How Physiotherapists Treat Wrist Fractures
Every winter the weather gets cold and icy at some time and we realise that the time has come when we are less safe out and about, that season when people start to slip and fall. Falls on an outstretched hand (FOOSH) are a very common injury and often cause a fracture of the end of the forearm bones, a fracture routinely known as a wrist or colles fracture. The fracture can be insignificant or very major requiring screws and plates to realign and fix it in position. Physiotherapists assess and plan rehabilitation of the wrist, hand and forearm.

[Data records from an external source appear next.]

//! double-buffered streaming playback of one sample

use crate::{FileHandler, SampleIdentity, BUFFER_LEN};
use core::{
    cell::UnsafeCell,
    sync::atomic::{AtomicBool, AtomicU32, AtomicU8, AtomicUsize, Ordering},
};
use embedded_io::SeekFrom;

/// no refill requested; otherwise `pending - 1` is the slot to fill
const NONE: u8 = 0;

#[derive(Clone, Copy, Debug)]
pub struct AudioBuffer {
    pub data: [i16; BUFFER_LEN],
    /// valid samples in `data`
    pub len: usize,
    /// last buffer before the stream loops back to the start
    pub end_of_stream: bool,
}

impl Default for AudioBuffer {
    fn default() -> Self {
        Self {
            data: [0; BUFFER_LEN],
            len: 0,
            end_of_stream: false,
        }
    }
}

impl AudioBuffer {
    pub fn samples(&self) -> &[i16] {
        &self.data[..self.len]
    }
}

#[derive(Clone, Copy, Debug, PartialEq, Eq)]
pub enum VoiceState {
    Active,
    /// playing its final buffer
    Draining,
    Finished,
}

/// render-facing half of a playing sample
///
/// `pull_sample` only ever reads the buffer at `current`, and only moves onto
/// the other one after the background has published it by clearing `pending`.
/// the background only writes the slot named by `pending`. no buffer is read
/// and written at once.
pub(crate) struct Voice {
    /// library index
    pub sample: usize,
    buffers: [UnsafeCell<AudioBuffer>; 2],
    // render-owned cursor
    current: AtomicU8,
    index: AtomicUsize,
    stalled: AtomicBool,

    playing: AtomicBool,
    pending: AtomicU8,
    underruns: AtomicU32,
}

// SAFETY: buffer access is serialized by the `pending` hand-off above
unsafe impl Sync for Voice {}

/// background-facing half: where the next refill reads from
pub(crate) struct Stream<F: FileHandler> {
    pub file: F::File,
    pcm_start: u64,
    num_samples: u32,
    /// samples already handed to buffers
    read_pos: u32,
}

impl Voice {
    /// start playback of `identity` from its preloaded first buffer
    pub fn new<F: FileHandler>(
        sample: usize,
        identity: &SampleIdentity,
        fs: &mut F,
    ) -> Result<(Self, Stream<F>), F::Error> {
        let file = fs.open(&identity.path)?;
        let first = identity.first_buffer;
        let stream = Stream {
            file,
            pcm_start: identity.pcm_start,
            num_samples: identity.num_samples,
            read_pos: if first.end_of_stream {
                0
            } else {
                first.len as u32
            },
        };
        let voice = Self {
            sample,
            buffers: [UnsafeCell::new(first), UnsafeCell::new(AudioBuffer::default())],
            current: AtomicU8::new(0),
            index: AtomicUsize::new(0),
            stalled: AtomicBool::new(false),
            playing: AtomicBool::new(true),
            pending: AtomicU8::new(NONE),
            underruns: AtomicU32::new(0),
        };
        Ok((voice, stream))
    }

    /// next sample, or silence; render context only
    pub fn pull_sample(&self) -> i16 {
        if !self.playing.load(Ordering::Relaxed) {
            return 0;
        }
        let mut cur = self.current.load(Ordering::Relaxed) as usize;
        if self.stalled.load(Ordering::Relaxed) {
            if self.pending.load(Ordering::Acquire) != NONE {
                return 0;
            }
            cur = 1 - cur;
            self.current.store(cur as u8, Ordering::Relaxed);
            self.index.store(0, Ordering::Relaxed);
            self.stalled.store(false, Ordering::Relaxed);
        }
        // SAFETY: `cur` is never the slot named by `pending`
        let buffer = unsafe { &*self.buffers[cur].get() };
        if buffer.len == 0 {
            self.playing.store(false, Ordering::Relaxed);
            return 0;
        }

        let idx = self.index.load(Ordering::Relaxed);
        if idx == 0 && !buffer.end_of_stream {
            // starting on a fresh buffer, the other one is free to refill
            self.pending.store((1 - cur) as u8 + 1, Ordering::Release);
        }
        let sample = buffer.data[idx];

        if idx + 1 < buffer.len {
            self.index.store(idx + 1, Ordering::Relaxed);
        } else if buffer.end_of_stream {
            self.playing.store(false, Ordering::Relaxed);
        } else if self.pending.load(Ordering::Acquire) == NONE {
            self.current.store((1 - cur) as u8, Ordering::Relaxed);
            self.index.store(0, Ordering::Relaxed);
        } else {
            self.underruns.fetch_add(1, Ordering::Relaxed);
            self.stalled.store(true, Ordering::Relaxed);
        }
        sample
    }

    pub fn is_playing(&self) -> bool {
        self.playing.load(Ordering::Relaxed)
    }

    pub fn stop(&self) {
        self.playing.store(false, Ordering::Relaxed);
    }

    pub fn underruns(&self) -> u32 {
        self.underruns.load(Ordering::Relaxed)
    }

    /// background context only
    pub fn state(&self) -> VoiceState {
        if !self.is_playing() {
            return VoiceState::Finished;
        }
        if self.stalled.load(Ordering::Relaxed) {
            return VoiceState::Active;
        }
        let cur = self.current.load(Ordering::Relaxed) as usize;
        // SAFETY: the only writer of either buffer is `Stream::refill`, which
        // runs on this same context
        if unsafe { &*self.buffers[cur].get() }.end_of_stream {
            VoiceState::Draining
        } else {
            VoiceState::Active
        }
    }
}

impl<F: FileHandler> Stream<F> {
    /// fill the buffer `voice` asked for, if any; returns whether it did
    pub fn refill(&mut self, voice: &Voice, fs: &mut F) -> Result<bool, F::Error> {
        let pending = voice.pending.load(Ordering::Acquire);
        if pending == NONE {
            return Ok(false);
        }
        // SAFETY: the render side won't touch this slot until `pending` clears,
        // and each voice has exactly one stream
        let buffer = unsafe { &mut *voice.buffers[(pending - 1) as usize].get() };

        fs.seek(
            &mut self.file,
            SeekFrom::Start(self.pcm_start + 2 * self.read_pos as u64),
        )?;
        let want = (self.num_samples.saturating_sub(self.read_pos) as usize).min(BUFFER_LEN);
        let bytes = fs.read_full(
            &mut self.file,
            bytemuck::cast_slice_mut(&mut buffer.data[..want]),
        )?;
        let len = bytes / 2;
        for sample in &mut buffer.data[..len] {
            *sample = i16::from_le(*sample);
        }
        buffer.len = len;
        self.read_pos += len as u32;
        buffer.end_of_stream =
            len < want || self.read_pos >= self.num_samples || fs.is_eof(&mut self.file)?;
        if buffer.end_of_stream {
            // next refill starts over
            self.read_pos = 0;
        }

        voice.pending.store(NONE, Ordering::Release);
        Ok(true)
    }
}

In the arm the wrist is the most commonly injured area and radius and ulna fractures make up 75% of all wrist fractures. Injuries vary from a single fracture which remains in place without displacement to severe injuries with many fragments (comminuted) and with the bones out of position. The age of the person dictates to some degree the type of fracture experienced: adults suffer radius and ulna fractures in the last inch of the forearm, adolescents displace the wrist growth plate and children suffer from a bend in the cortex of the bone called a greenstick fracture.
Fractures of this type occur mostly in people from 60-69 years old and those from 6 to 10 years old. Fractures can occur without joint involvement (older people) or with fractures extending into the joint (younger people due to higher trauma forces) which complicates the picture. Diagnosis of a fracture is straightforward as the area is often very painful and swollen and the patient resists moving it. It may have a typical postural deformity called a "dinner fork" and feeling over this area will confirm the presence of a fracture.
Management of Colles Fracture
To allow the fracture to heal correctly a colles fracture needs to be fixed in a position that allows the fracture to be held in as close to the original shape as possible. A simple fracture which is undisplaced can just be plastered and left to heal, while a displaced fracture has to be returned to a better anatomical alignment. Manipulation and plastering might work, but if the fracture does not remain in a good position then operative fixation with k-wires or plates and screws might be required. After the operation plaster is applied to maintain the correction.
Physiotherapy after Wrist Fracture
The plaster is usually in place for 5-6 weeks and then the physiotherapist can get a look at the wrist and hand to see what rehabilitation plan is required. When the hand is removed from plaster its condition varies greatly so a skilled physio needs to assess the situation and recommend appropriate treatment. The swelling and colour of the hand will give the physiotherapist important information about how severe things are. High levels of pain, strong changes in colour and extreme swelling in the hand and wrist could indicate Complex Regional Pain Syndrome (CRPS), a severe pain condition needing vigorous management.
Initially the physio assesses the movements of the shoulder as this can be damaged by a fall on the hand and cause a limitation. It is unusual for the elbow to have restricted movement after colles fracture unless the person has held their arm bent for a few weeks in a sling. The rotatory movements of the forearm (pronation and supination) are key functional movements and often limited as the lower joint between the ulna and the radius is close to the fracture line. The physio records the ranges of wrist flexion, wrist extension, and finger and thumb movements.
If the physiotherapist determines that the wrist is uncomplicated after removal of plaster then they will prescribe mobilizing exercises for the wrist, forearm and hand and perhaps the elbow and shoulder. Coming straight out of plaster is a shock for the wrist and a strap on futura splint can rest the wrist and permit normal activity without too much discomfort. If the wrist is very stiff then attendance at a hand class may be useful and the accessory joint movements can be restored by using joint mobilization techniques on the many wrist joints. The physio will progress to strengthening the wrist as the movements improve and teach the patient to use the hand normally in daily activities.